[Data to use]

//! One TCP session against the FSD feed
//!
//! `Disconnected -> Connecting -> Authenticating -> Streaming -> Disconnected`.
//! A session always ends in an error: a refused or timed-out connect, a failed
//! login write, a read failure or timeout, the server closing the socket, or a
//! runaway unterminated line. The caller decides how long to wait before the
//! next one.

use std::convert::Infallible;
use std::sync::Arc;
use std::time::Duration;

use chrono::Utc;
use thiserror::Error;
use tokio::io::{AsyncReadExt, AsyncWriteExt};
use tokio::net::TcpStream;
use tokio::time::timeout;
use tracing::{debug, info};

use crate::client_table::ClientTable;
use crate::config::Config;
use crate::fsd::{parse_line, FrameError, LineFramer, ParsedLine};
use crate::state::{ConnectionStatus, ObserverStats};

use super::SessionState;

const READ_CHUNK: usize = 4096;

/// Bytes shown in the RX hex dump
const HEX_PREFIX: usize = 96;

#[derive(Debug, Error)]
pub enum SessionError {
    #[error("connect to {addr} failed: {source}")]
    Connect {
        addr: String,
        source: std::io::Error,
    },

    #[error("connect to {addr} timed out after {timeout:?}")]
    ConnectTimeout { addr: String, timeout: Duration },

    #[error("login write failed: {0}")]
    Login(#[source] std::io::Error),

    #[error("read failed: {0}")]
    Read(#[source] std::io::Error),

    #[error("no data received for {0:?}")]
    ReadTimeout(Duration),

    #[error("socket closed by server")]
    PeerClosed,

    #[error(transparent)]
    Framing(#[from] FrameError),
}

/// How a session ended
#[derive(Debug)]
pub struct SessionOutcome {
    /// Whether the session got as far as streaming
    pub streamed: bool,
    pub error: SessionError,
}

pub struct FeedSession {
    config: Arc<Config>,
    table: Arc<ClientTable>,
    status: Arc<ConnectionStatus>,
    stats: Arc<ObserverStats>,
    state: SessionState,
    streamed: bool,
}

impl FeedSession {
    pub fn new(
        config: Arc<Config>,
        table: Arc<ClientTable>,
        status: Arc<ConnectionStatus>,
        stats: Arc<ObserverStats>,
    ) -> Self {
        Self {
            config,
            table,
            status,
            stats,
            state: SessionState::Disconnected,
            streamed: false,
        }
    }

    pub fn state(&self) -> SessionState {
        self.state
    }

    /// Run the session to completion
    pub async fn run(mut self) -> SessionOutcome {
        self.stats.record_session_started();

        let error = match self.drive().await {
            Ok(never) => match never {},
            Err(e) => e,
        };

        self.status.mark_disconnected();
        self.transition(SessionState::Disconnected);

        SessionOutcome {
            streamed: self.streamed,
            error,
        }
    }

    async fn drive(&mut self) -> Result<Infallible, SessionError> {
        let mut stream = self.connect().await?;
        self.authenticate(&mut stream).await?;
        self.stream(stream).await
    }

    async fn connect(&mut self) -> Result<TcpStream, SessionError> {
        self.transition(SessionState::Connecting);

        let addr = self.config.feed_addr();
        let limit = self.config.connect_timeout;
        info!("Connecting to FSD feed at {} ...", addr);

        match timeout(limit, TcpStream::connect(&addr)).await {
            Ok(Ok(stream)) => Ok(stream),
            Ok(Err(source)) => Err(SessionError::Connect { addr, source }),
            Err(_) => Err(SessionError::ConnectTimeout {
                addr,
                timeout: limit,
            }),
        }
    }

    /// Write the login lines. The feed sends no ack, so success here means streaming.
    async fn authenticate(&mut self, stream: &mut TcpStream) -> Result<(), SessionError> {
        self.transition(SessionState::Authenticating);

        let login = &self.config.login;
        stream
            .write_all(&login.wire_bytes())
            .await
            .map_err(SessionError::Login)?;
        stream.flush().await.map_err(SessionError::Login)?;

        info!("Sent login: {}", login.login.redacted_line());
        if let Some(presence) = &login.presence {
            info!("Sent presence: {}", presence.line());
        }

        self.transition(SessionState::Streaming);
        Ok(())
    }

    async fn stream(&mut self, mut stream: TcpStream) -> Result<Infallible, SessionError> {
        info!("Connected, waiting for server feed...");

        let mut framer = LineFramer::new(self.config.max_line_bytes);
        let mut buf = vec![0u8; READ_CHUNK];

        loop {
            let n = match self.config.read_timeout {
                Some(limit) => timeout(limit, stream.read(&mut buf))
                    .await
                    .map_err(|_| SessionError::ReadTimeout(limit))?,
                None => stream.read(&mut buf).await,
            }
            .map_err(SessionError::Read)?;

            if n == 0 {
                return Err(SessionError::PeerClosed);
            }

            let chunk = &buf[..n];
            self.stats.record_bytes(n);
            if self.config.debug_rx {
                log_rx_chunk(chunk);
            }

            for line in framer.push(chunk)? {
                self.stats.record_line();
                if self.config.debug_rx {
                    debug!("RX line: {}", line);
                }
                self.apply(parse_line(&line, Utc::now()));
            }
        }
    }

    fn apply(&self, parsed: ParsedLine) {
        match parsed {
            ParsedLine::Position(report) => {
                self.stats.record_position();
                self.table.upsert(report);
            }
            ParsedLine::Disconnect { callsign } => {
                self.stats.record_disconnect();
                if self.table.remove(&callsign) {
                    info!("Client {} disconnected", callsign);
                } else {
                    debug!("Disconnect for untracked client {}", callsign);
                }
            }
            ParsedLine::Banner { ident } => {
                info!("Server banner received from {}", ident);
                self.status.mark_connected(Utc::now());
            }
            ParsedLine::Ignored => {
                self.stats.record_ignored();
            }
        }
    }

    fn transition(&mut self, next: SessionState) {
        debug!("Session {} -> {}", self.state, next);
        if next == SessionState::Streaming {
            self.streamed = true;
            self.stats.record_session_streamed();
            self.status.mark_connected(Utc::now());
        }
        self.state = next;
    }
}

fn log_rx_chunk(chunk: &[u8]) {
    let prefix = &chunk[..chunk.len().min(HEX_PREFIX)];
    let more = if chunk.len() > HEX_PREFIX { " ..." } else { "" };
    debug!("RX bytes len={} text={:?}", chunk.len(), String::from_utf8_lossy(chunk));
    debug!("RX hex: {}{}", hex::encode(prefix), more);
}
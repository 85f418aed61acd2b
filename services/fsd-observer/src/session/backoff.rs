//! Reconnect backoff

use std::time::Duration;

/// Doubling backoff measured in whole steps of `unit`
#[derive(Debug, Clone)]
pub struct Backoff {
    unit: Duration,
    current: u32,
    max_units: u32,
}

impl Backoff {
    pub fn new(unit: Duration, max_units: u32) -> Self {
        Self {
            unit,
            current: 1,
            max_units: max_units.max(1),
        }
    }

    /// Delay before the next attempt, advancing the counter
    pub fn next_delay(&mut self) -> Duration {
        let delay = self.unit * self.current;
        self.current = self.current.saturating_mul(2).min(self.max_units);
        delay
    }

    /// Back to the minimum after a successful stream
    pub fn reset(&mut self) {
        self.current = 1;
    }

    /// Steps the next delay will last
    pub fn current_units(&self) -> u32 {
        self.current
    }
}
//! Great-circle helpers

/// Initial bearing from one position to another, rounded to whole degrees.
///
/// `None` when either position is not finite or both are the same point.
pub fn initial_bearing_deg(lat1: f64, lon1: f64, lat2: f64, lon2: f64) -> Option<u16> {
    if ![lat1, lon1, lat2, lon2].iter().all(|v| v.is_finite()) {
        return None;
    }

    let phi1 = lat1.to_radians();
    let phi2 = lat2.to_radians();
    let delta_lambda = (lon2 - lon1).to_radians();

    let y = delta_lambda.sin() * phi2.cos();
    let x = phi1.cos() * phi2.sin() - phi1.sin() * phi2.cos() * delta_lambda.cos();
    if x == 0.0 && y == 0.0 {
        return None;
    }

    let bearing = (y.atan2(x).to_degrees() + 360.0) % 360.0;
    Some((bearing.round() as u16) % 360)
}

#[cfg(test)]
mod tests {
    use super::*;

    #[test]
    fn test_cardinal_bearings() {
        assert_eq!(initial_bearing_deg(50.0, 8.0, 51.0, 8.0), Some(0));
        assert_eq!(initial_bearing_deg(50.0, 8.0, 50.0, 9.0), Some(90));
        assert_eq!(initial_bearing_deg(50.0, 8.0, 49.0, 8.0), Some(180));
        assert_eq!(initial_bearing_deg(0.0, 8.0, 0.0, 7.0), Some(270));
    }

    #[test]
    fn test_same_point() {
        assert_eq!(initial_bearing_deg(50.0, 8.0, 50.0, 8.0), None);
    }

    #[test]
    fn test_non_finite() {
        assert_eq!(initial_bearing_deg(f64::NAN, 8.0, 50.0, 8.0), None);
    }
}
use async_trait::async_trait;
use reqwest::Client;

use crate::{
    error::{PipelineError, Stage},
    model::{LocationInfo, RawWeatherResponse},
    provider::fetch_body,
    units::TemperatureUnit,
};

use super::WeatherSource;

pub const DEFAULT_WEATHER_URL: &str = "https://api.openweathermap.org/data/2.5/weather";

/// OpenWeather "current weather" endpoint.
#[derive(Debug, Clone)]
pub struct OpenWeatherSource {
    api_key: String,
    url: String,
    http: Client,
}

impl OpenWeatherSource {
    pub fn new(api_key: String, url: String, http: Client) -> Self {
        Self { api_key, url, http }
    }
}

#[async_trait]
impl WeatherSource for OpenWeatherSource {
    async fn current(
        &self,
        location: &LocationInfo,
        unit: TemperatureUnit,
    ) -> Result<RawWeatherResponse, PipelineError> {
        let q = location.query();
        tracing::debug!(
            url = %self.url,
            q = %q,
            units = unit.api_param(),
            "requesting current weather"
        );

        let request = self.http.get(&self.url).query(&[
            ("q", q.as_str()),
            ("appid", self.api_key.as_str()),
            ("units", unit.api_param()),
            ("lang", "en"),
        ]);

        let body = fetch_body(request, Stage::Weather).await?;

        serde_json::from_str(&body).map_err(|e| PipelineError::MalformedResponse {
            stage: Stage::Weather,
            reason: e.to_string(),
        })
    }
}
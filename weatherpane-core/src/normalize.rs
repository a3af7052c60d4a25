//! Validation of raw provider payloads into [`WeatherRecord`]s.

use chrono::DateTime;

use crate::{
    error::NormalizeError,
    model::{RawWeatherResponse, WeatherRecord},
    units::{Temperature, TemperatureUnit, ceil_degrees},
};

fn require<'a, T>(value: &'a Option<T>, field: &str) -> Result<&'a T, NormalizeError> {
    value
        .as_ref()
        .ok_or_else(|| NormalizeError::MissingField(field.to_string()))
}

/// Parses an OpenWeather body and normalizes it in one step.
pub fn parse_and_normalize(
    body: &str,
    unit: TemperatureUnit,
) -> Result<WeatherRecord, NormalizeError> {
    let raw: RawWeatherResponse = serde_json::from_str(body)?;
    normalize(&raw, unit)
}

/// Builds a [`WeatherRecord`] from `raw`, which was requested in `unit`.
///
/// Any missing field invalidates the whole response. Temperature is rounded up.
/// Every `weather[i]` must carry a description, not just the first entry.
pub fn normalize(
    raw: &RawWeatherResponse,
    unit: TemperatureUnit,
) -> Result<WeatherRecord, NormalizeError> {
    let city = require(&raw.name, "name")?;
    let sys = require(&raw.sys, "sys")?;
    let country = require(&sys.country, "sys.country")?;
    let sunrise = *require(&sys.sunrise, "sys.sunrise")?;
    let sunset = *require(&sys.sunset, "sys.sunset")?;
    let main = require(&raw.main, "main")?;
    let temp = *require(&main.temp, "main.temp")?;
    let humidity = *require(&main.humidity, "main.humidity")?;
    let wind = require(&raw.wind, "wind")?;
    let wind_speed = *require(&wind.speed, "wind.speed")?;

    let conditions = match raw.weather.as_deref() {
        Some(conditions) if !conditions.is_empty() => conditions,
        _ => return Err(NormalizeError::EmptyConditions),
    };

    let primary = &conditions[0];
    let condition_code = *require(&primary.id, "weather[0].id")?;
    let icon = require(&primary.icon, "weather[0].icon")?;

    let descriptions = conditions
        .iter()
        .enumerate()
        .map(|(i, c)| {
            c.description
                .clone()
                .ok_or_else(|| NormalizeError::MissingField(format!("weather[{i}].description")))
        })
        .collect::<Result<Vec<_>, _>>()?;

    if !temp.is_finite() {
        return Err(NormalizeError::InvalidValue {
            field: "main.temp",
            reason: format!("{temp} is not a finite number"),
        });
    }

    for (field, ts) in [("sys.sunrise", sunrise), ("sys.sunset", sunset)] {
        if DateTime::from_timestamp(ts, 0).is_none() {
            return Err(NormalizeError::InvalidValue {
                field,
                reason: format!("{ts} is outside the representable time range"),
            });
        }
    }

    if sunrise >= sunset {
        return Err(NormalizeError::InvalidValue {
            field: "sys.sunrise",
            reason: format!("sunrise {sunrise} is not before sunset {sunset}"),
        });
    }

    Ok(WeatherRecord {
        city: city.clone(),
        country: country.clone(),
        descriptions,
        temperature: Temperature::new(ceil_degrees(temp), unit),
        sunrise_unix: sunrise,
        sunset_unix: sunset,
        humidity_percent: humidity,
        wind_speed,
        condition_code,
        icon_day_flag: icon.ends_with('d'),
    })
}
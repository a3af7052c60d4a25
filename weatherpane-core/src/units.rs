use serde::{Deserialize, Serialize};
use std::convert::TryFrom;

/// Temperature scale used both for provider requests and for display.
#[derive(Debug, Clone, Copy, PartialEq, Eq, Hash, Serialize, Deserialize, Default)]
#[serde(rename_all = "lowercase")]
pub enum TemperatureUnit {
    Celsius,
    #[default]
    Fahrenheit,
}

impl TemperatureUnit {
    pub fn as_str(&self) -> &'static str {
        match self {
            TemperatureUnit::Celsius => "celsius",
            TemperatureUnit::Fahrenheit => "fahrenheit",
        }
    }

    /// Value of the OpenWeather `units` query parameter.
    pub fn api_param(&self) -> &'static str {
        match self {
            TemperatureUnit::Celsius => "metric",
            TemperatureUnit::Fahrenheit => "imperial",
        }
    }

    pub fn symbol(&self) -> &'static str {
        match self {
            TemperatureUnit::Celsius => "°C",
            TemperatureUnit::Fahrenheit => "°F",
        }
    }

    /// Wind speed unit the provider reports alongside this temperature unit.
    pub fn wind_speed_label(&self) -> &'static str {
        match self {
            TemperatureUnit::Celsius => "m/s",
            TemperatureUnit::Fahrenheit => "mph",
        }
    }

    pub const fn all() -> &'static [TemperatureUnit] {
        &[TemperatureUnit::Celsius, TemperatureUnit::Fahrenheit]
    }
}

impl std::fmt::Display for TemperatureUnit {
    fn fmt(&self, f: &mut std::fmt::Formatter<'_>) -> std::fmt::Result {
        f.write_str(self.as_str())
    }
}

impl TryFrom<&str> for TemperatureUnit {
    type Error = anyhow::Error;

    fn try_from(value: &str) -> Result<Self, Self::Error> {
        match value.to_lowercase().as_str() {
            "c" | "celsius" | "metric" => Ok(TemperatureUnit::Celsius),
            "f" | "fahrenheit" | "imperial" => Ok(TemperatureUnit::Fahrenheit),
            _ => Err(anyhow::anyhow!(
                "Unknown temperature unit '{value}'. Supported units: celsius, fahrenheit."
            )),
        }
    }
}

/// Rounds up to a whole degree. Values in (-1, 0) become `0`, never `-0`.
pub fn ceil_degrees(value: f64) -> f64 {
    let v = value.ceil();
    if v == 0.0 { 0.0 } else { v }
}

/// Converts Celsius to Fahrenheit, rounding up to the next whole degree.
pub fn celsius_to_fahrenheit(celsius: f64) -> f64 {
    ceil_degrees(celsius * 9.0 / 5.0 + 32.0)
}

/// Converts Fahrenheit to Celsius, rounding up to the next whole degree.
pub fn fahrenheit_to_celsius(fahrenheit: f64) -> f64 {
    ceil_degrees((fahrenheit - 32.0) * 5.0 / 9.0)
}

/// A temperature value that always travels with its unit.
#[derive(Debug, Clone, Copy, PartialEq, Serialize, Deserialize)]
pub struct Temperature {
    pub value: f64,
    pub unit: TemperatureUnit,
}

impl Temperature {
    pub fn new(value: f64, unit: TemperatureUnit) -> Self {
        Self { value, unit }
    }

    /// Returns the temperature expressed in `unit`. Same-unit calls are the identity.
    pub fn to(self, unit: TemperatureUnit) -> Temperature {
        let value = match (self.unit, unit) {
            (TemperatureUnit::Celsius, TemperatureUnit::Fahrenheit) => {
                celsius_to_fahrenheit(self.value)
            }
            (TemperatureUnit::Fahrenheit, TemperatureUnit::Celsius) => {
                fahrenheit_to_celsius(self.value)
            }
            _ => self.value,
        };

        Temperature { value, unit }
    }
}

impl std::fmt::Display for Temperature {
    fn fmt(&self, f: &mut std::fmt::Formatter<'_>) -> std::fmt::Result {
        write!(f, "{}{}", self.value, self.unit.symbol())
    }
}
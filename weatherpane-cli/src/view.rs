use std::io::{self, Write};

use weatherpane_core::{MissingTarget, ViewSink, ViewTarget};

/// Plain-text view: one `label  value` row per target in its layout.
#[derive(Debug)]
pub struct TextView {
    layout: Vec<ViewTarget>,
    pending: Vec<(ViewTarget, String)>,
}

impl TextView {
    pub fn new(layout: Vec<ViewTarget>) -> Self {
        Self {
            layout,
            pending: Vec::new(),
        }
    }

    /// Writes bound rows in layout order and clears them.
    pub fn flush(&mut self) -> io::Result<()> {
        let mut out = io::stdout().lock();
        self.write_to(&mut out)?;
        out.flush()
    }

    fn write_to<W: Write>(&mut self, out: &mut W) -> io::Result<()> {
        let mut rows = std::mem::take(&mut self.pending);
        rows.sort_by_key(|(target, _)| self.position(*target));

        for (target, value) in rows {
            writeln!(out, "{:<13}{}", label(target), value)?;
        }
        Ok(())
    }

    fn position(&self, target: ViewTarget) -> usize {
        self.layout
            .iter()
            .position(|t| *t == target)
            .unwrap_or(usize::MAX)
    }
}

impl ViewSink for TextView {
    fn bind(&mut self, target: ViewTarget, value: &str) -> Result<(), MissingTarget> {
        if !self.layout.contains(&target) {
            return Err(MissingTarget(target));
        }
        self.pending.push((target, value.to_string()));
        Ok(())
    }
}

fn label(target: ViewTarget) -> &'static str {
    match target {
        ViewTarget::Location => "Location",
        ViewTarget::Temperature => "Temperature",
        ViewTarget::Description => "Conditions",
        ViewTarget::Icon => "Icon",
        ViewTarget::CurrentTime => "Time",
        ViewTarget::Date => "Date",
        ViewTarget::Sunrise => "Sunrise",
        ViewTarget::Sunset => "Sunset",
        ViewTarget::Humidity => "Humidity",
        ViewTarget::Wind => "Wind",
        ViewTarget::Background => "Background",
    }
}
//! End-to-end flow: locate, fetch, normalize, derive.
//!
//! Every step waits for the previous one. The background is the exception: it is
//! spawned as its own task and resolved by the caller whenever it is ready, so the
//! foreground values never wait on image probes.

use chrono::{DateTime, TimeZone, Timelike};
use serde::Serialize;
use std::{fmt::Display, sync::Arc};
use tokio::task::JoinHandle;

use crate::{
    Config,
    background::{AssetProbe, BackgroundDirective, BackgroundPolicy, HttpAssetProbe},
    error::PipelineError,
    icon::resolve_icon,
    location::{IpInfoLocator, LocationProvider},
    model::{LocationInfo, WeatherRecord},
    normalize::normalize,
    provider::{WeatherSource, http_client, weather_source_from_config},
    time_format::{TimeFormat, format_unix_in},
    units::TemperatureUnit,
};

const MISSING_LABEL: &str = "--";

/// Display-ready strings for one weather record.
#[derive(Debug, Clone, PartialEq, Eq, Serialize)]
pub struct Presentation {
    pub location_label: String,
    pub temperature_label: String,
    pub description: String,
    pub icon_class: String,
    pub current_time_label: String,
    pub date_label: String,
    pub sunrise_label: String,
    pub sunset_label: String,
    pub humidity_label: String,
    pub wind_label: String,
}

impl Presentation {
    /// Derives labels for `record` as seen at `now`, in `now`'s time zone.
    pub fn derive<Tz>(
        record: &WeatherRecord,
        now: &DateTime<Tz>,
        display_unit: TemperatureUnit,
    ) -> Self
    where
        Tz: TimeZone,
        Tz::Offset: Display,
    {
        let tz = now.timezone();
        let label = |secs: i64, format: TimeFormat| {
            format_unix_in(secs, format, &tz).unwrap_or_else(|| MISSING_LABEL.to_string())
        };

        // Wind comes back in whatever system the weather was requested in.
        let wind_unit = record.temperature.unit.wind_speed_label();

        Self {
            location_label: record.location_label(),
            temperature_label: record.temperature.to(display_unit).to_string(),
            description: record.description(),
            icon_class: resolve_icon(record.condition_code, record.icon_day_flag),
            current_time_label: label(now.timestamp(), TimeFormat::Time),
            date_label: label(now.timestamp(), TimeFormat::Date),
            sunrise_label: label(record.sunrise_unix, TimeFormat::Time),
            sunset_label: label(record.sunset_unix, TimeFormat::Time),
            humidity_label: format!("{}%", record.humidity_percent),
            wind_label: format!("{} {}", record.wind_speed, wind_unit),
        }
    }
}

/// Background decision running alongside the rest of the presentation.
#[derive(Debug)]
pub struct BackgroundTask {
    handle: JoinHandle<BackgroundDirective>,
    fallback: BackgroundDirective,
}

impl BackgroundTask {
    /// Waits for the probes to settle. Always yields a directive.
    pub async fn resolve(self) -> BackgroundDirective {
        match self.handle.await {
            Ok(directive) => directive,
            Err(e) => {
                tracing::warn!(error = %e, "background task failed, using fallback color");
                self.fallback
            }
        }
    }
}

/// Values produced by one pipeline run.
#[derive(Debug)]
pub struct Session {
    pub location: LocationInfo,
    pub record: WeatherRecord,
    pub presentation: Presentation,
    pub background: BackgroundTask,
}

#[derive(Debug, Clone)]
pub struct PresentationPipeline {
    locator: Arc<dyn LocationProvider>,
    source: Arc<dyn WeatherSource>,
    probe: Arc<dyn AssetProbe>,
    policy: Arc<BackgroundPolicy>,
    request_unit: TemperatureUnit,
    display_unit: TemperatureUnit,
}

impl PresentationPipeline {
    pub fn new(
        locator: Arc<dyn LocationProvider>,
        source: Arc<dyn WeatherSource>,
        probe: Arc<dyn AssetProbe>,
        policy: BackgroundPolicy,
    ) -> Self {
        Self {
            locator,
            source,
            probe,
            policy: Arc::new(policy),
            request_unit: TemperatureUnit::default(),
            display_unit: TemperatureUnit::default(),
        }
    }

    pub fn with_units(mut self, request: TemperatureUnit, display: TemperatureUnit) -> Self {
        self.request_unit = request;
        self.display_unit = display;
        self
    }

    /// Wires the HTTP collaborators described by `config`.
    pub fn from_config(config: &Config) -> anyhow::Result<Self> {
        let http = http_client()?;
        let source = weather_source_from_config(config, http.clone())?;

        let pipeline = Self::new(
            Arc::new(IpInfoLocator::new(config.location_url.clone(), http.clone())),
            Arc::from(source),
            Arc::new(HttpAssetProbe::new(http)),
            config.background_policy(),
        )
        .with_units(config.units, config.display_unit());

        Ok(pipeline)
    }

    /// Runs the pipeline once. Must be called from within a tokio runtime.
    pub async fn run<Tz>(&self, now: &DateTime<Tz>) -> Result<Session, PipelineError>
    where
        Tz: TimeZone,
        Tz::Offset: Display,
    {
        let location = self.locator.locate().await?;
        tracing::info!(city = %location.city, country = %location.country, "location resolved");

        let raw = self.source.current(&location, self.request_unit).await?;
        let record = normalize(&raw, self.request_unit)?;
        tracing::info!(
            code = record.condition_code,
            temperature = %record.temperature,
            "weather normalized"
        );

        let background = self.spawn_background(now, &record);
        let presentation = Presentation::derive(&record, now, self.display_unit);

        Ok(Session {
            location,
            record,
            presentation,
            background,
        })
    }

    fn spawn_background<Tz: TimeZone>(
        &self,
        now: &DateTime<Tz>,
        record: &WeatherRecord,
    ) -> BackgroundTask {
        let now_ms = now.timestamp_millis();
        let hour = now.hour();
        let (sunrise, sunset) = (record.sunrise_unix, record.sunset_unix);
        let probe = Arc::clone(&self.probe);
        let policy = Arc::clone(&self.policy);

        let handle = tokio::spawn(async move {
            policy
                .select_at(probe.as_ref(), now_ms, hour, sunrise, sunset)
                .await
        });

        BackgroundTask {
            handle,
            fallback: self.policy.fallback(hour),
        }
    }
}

[What you will do] Return the count of lines in the entries above that include the word "authenticate", without any added text.

[Response] 2